= Task brief =
This exercise asks for the records to be retyped exactly as they read.
┌──
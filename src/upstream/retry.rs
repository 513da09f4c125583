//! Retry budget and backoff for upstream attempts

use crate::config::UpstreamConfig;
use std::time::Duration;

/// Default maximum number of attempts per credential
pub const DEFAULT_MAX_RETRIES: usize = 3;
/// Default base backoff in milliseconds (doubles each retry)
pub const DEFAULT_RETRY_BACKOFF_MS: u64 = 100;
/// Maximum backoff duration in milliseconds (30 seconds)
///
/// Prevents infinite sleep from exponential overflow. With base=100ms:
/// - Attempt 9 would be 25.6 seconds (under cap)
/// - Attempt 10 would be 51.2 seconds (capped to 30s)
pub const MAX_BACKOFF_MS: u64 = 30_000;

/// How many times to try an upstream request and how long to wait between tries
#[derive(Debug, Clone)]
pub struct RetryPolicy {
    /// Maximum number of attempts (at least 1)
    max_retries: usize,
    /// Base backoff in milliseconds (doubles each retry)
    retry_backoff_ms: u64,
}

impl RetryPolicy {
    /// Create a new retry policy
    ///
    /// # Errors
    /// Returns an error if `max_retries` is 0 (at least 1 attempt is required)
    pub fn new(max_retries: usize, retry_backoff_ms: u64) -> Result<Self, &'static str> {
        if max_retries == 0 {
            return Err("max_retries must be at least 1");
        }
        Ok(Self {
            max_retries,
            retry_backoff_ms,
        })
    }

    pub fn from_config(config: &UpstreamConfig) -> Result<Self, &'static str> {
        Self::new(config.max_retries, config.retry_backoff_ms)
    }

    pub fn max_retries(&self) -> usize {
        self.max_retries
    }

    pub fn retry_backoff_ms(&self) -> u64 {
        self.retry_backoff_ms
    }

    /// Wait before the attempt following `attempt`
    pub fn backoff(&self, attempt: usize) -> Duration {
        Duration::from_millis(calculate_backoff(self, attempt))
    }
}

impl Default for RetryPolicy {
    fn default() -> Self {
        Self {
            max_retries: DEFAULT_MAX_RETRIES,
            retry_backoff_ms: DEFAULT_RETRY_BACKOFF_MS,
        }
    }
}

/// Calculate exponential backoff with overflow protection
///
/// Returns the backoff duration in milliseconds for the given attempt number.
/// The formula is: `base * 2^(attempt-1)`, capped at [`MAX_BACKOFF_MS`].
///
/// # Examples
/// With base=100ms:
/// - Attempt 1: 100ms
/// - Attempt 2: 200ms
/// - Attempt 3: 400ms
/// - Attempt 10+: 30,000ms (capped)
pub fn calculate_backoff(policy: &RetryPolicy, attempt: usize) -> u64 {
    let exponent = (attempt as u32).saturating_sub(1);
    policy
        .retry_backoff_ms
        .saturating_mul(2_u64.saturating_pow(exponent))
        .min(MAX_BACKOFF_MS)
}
└──
= Response area =
filename src/upstream/retry.rs
repository 513da09f4c125583
//! Retry budget and backoff for upstream attempts

use crate::config::UpstreamConfig;
use std::time::Duration;

/// Default maximum number of attempts per credential
pub const DEFAULT_MAX_RETRIES: usize = 3;
/// Default base backoff in milliseconds (doubles each retry)
pub const DEFAULT_RETRY_BACKOFF_MS: u64 = 100;
/// Maximum backoff duration in milliseconds (30 seconds)
///
/// Prevents infinite sleep from exponential overflow. With base=100ms:
/// - Attempt 9 would be 25.6 seconds (under cap)
/// - Attempt 10 would be 51.2 seconds (capped to 30s)
pub const MAX_BACKOFF_MS: u64 = 30_000;

/// How many times to try an upstream request and how long to wait between tries
#[derive(Debug, Clone)]
pub struct RetryPolicy {
    /// Maximum number of attempts (at least 1)
    max_retries: usize,
    /// Base backoff in milliseconds (doubles each retry)
    retry_backoff_ms: u64,
}

impl RetryPolicy {
    /// Create a new retry policy
    ///
    /// # Errors
    /// Returns an error if `max_retries` is 0 (at least 1 attempt is required)
    pub fn new(max_retries: usize, retry_backoff_ms: u64) -> Result<Self, &'static str> {
        if max_retries == 0 {
            return Err("max_retries must be at least 1");
        }
        Ok(Self {
            max_retries,
            retry_backoff_ms,
        })
    }

    pub fn from_config(config: &UpstreamConfig) -> Result<Self, &'static str> {
        Self::new(config.max_retries, config.retry_backoff_ms)
    }

    pub fn max_retries(&self) -> usize {
        self.max_retries
    }

    pub fn retry_backoff_ms(&self) -> u64 {
        self.retry_backoff_ms
    }

    /// Wait before the attempt following `attempt`
    pub fn backoff(&self, attempt: usize) -> Duration {
        Duration::from_millis(calculate_backoff(self, attempt))
    }
}

impl Default for RetryPolicy {
    fn default() -> Self {
        Self {
            max_retries: DEFAULT_MAX_RETRIES,
            retry_backoff_ms: DEFAULT_RETRY_BACKOFF_MS,
        }
    }
}

/// Calculate exponential backoff with overflow protection
///
/// Returns the backoff duration in milliseconds for the given attempt number.
/// The formula is: `base * 2^(attempt-1)`, capped at [`MAX_BACKOFF_MS`].
///
/// # Examples
/// With base=100ms:
/// - Attempt 1: 100ms
/// - Attempt 2: 200ms
/// - Attempt 3: 400ms
/// - Attempt 10+: 30,000ms (capped)
pub fn calculate_backoff(policy: &RetryPolicy, attempt: usize) -> u64 {
    let exponent = (attempt as u32).saturating_sub(1);
    policy
        .retry_backoff_ms
        .saturating_mul(2_u64.saturating_pow(exponent))
        .min(MAX_BACKOFF_MS)
}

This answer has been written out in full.